If a line comes after the one containing "#[derive(Clone)]", leave it out; copy every line before it, and that line too, exactly as written, starting from the first line of the entries.

## Saved entries
_ _ _ _ _

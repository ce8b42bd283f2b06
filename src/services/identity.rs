// src/services/identity.rs
use std::sync::Arc;

use async_trait::async_trait;
use chrono::{SecondsFormat, Utc};
use serde::{Deserialize, Serialize};
use thiserror::Error;
use tracing::info;

/// Identity-provider failure. The message is shown to the user as-is.
#[derive(Debug, Clone, Error, PartialEq, Eq)]
#[error("{0}")]
pub struct AuthError(pub String);

#[derive(Debug, Clone, Copy, PartialEq, Eq)]
pub enum OAuthProvider {
    Google,
}

#[derive(Debug, Clone, Default, PartialEq, Eq)]
pub struct UserRecord {
    pub uid: String,
    pub display_name: Option<String>,
    pub email: Option<String>,
    pub phone_number: Option<String>,
}

#[derive(Debug, Clone, PartialEq, Eq, Serialize, Deserialize)]
#[serde(rename_all = "camelCase")]
pub struct UserProfile {
    pub name: String,
    pub email: String,
    pub phone: String,
    pub provider: String,
    pub created_at: String,
}

#[derive(Debug, Clone, Default)]
pub struct RegistrationForm {
    pub name: String,
    pub email: String,
    pub phone: String,
    pub password: String,
}

/// Hosted identity and user-record store.
#[async_trait]
pub trait IdentityProvider: Send + Sync {
    async fn create_account(&self, email: &str, password: &str) -> Result<UserRecord, AuthError>;
    async fn set_display_name(&self, uid: &str, name: &str) -> Result<(), AuthError>;
    async fn sign_in(&self, email: &str, password: &str) -> Result<UserRecord, AuthError>;
    async fn sign_in_with_popup(&self, provider: OAuthProvider) -> Result<UserRecord, AuthError>;
    async fn store_profile(&self, uid: &str, profile: &UserProfile) -> Result<(), AuthError>;
}

fn now_iso() -> String {
    Utc::now().to_rfc3339_opts(SecondsFormat::Millis, true)
}

/// Registration and login flows over an explicitly supplied provider handle.
#[derive(Clone)]
pub struct AccountService {
    provider: Arc<dyn IdentityProvider>,
}

impl AccountService {
    pub fn new(provider: Arc<dyn IdentityProvider>) -> Self {
        Self { provider }
    }

    pub async fn register_with_email(&self, form: &RegistrationForm) -> Result<UserProfile, AuthError> {
        let name = form.name.trim();
        let email = form.email.trim();

        let user = self.provider.create_account(email, &form.password).await?;
        self.provider.set_display_name(&user.uid, name).await?;

        let profile = UserProfile {
            name: name.to_string(),
            email: email.to_string(),
            phone: form.phone.trim().to_string(),
            provider: "email".to_string(),
            created_at: now_iso(),
        };
        self.provider.store_profile(&user.uid, &profile).await?;

        info!(uid = %user.uid, "registered account with email");
        Ok(profile)
    }

    pub async fn register_with_google(&self) -> Result<UserProfile, AuthError> {
        let user = self.provider.sign_in_with_popup(OAuthProvider::Google).await?;

        let profile = UserProfile {
            name: user.display_name.clone().unwrap_or_default(),
            email: user.email.clone().unwrap_or_default(),
            phone: user.phone_number.clone().unwrap_or_default(),
            provider: "google".to_string(),
            created_at: now_iso(),
        };
        self.provider.store_profile(&user.uid, &profile).await?;

        info!(uid = %user.uid, "registered account with google");
        Ok(profile)
    }

    pub async fn login_with_email(&self, email: &str, password: &str) -> Result<UserRecord, AuthError> {
        self.provider.sign_in(email.trim(), password).await
    }

    pub async fn login_with_google(&self) -> Result<UserRecord, AuthError> {
        self.provider.sign_in_with_popup(OAuthProvider::Google).await
    }
}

_ _ _ _ _

## Task answer
repository ce8b42bd283f2b06
filename src/services/identity.rs
// src/services/identity.rs
use std::sync::Arc;

use async_trait::async_trait;
use chrono::{SecondsFormat, Utc};
use serde::{Deserialize, Serialize};
use thiserror::Error;
use tracing::info;

/// Identity-provider failure. The message is shown to the user as-is.
#[derive(Debug, Clone, Error, PartialEq, Eq)]
#[error("{0}")]
pub struct AuthError(pub String);

#[derive(Debug, Clone, Copy, PartialEq, Eq)]
pub enum OAuthProvider {
    Google,
}

#[derive(Debug, Clone, Default, PartialEq, Eq)]
pub struct UserRecord {
    pub uid: String,
    pub display_name: Option<String>,
    pub email: Option<String>,
    pub phone_number: Option<String>,
}

#[derive(Debug, Clone, PartialEq, Eq, Serialize, Deserialize)]
#[serde(rename_all = "camelCase")]
pub struct UserProfile {
    pub name: String,
    pub email: String,
    pub phone: String,
    pub provider: String,
    pub created_at: String,
}

#[derive(Debug, Clone, Default)]
pub struct RegistrationForm {
    pub name: String,
    pub email: String,
    pub phone: String,
    pub password: String,
}

/// Hosted identity and user-record store.
#[async_trait]
pub trait IdentityProvider: Send + Sync {
    async fn create_account(&self, email: &str, password: &str) -> Result<UserRecord, AuthError>;
    async fn set_display_name(&self, uid: &str, name: &str) -> Result<(), AuthError>;
    async fn sign_in(&self, email: &str, password: &str) -> Result<UserRecord, AuthError>;
    async fn sign_in_with_popup(&self, provider: OAuthProvider) -> Result<UserRecord, AuthError>;
    async fn store_profile(&self, uid: &str, profile: &UserProfile) -> Result<(), AuthError>;
}

fn now_iso() -> String {
    Utc::now().to_rfc3339_opts(SecondsFormat::Millis, true)
}

/// Registration and login flows over an explicitly supplied provider handle.
#[derive(Clone)]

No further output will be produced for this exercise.